- _WORK REQUIRED_
A single number is the whole answer: the tally of lines in the data below that include the word "return".

[MATERIAL PROVIDED — start]

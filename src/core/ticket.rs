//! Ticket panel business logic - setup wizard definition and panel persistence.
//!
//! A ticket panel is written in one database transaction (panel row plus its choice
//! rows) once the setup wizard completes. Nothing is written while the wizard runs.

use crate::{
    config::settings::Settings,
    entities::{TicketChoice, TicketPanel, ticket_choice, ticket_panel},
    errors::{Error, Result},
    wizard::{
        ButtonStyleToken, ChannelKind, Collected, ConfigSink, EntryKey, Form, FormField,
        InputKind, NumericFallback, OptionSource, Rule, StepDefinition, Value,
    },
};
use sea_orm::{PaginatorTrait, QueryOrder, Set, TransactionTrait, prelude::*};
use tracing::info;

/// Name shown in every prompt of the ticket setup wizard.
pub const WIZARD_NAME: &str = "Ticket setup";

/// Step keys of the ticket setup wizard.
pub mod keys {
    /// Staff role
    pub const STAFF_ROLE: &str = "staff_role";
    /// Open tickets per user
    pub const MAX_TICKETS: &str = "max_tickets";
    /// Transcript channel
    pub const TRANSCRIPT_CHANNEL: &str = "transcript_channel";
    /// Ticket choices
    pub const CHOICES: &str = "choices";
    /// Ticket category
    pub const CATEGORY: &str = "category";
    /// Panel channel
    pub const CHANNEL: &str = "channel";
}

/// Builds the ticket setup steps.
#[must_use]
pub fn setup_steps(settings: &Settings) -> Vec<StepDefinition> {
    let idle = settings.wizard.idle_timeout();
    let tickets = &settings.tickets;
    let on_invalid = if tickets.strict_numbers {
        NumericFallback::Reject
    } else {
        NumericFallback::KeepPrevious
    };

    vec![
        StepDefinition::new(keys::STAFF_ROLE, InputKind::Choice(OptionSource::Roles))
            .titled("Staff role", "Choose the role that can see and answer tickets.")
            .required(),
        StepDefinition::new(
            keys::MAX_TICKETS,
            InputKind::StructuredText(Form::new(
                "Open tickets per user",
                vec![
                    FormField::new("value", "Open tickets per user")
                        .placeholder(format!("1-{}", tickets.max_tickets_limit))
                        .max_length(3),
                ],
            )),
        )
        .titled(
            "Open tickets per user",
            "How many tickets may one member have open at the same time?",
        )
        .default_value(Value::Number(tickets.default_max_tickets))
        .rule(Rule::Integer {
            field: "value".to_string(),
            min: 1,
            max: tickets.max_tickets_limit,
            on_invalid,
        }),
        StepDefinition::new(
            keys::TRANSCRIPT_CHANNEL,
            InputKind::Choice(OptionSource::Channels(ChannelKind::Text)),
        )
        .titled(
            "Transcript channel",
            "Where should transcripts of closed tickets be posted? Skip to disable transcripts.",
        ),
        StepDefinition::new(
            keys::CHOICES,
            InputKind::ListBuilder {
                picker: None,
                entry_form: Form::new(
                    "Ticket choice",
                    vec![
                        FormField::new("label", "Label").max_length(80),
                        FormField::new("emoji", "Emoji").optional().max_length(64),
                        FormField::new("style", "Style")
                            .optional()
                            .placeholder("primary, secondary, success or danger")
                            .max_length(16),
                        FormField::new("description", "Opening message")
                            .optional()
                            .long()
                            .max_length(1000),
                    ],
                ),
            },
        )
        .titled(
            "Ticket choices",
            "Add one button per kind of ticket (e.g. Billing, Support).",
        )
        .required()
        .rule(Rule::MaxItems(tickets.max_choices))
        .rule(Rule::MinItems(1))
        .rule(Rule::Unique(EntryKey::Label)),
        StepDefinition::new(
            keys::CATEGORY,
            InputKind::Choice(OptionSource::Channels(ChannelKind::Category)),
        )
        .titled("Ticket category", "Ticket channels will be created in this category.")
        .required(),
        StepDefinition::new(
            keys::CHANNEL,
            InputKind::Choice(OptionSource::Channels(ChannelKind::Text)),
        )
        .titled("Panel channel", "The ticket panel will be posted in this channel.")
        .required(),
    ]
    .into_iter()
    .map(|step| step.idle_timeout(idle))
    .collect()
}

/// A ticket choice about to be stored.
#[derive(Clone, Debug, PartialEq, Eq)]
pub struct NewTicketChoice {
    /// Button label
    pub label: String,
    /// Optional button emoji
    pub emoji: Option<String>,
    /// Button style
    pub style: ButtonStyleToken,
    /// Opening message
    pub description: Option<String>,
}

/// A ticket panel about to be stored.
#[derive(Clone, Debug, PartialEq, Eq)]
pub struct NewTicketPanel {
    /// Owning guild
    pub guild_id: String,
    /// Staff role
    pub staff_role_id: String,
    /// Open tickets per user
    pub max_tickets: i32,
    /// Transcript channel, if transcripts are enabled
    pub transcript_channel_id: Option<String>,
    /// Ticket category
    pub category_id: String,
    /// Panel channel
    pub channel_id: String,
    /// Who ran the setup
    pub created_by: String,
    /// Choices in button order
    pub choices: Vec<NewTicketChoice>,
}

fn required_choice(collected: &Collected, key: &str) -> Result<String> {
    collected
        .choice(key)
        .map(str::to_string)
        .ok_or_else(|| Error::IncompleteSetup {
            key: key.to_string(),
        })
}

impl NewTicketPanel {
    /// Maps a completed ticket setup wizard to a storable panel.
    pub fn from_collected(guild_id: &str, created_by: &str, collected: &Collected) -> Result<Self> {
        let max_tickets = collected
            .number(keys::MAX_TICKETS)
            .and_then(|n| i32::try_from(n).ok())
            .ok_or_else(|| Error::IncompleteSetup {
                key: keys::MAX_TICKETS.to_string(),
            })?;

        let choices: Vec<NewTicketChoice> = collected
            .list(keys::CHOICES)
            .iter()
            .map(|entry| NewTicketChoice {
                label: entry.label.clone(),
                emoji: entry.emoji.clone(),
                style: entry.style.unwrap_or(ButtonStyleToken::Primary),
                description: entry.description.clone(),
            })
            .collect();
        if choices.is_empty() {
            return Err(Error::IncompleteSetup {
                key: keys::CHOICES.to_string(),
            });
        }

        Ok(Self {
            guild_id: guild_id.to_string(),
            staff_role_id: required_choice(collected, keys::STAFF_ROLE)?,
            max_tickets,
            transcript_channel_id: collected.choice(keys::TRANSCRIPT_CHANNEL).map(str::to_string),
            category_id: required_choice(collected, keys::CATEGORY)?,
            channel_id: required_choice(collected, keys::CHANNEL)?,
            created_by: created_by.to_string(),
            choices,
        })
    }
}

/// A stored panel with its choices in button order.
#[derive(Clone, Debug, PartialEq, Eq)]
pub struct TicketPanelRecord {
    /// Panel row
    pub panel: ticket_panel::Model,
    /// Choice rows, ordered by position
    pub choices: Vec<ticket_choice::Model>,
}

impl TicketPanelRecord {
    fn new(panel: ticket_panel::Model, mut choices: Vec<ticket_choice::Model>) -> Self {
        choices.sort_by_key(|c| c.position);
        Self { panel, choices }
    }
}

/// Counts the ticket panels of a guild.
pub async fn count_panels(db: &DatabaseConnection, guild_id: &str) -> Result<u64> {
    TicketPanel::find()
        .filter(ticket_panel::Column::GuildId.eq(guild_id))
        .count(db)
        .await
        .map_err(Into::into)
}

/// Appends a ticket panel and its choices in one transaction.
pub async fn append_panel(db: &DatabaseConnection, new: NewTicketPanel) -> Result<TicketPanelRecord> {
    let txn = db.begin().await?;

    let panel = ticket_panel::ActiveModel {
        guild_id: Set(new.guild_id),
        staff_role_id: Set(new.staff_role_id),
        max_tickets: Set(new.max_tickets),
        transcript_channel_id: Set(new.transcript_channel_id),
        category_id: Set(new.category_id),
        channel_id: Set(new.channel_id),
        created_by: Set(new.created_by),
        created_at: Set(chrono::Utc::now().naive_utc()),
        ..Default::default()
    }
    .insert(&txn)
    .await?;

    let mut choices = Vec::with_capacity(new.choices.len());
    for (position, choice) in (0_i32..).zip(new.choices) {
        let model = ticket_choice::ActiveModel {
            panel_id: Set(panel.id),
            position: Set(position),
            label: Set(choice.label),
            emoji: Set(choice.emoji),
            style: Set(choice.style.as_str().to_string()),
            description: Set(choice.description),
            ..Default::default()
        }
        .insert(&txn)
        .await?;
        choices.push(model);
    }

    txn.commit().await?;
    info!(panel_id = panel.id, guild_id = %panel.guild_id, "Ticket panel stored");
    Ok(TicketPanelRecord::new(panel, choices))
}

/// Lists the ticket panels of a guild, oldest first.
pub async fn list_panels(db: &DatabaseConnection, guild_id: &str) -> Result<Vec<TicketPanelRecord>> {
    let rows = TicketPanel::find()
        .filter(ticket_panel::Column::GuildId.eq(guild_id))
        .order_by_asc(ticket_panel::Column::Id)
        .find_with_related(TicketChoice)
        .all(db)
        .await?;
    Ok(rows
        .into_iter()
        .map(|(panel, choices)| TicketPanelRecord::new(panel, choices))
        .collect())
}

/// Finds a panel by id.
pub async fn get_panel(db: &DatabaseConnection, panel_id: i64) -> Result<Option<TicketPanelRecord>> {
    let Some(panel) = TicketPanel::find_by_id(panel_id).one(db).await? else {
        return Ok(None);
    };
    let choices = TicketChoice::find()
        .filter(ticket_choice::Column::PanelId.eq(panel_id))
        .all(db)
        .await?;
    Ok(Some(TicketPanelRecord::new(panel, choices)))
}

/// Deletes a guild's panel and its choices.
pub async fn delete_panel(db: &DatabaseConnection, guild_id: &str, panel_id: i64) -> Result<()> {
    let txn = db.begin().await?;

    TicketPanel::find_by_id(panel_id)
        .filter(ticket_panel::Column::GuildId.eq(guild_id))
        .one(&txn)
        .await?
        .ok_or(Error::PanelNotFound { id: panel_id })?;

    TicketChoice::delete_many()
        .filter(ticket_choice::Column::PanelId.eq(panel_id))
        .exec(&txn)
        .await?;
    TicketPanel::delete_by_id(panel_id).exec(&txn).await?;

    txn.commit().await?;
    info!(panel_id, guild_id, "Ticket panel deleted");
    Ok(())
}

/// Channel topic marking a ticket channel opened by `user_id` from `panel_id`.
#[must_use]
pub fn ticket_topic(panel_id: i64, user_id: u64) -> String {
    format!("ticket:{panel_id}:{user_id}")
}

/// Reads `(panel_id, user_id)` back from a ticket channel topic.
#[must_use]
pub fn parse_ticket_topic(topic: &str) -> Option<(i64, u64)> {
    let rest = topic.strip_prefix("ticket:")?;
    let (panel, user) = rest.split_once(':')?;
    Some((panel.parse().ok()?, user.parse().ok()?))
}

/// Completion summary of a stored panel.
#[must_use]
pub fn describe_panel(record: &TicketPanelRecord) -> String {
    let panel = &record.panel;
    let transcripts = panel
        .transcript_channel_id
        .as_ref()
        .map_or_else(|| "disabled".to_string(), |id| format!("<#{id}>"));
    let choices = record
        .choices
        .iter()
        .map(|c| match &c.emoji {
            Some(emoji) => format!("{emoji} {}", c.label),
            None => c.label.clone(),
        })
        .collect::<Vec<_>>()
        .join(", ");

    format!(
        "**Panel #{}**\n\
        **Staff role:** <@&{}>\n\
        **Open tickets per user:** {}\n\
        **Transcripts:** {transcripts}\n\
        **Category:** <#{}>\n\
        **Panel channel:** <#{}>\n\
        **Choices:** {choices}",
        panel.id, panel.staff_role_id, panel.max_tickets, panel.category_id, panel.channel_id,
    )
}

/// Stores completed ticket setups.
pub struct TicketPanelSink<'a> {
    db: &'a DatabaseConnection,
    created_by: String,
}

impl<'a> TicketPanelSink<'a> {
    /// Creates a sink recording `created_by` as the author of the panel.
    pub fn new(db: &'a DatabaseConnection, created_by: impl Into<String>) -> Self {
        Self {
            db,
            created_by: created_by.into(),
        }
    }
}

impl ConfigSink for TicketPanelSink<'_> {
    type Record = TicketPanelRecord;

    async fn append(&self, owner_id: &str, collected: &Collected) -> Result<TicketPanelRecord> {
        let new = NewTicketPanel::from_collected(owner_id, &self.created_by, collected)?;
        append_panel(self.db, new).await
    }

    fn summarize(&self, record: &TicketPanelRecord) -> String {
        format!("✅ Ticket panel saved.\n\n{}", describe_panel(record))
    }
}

[MATERIAL PROVIDED — finish]

- _RESULT FOR THIS TASK_
2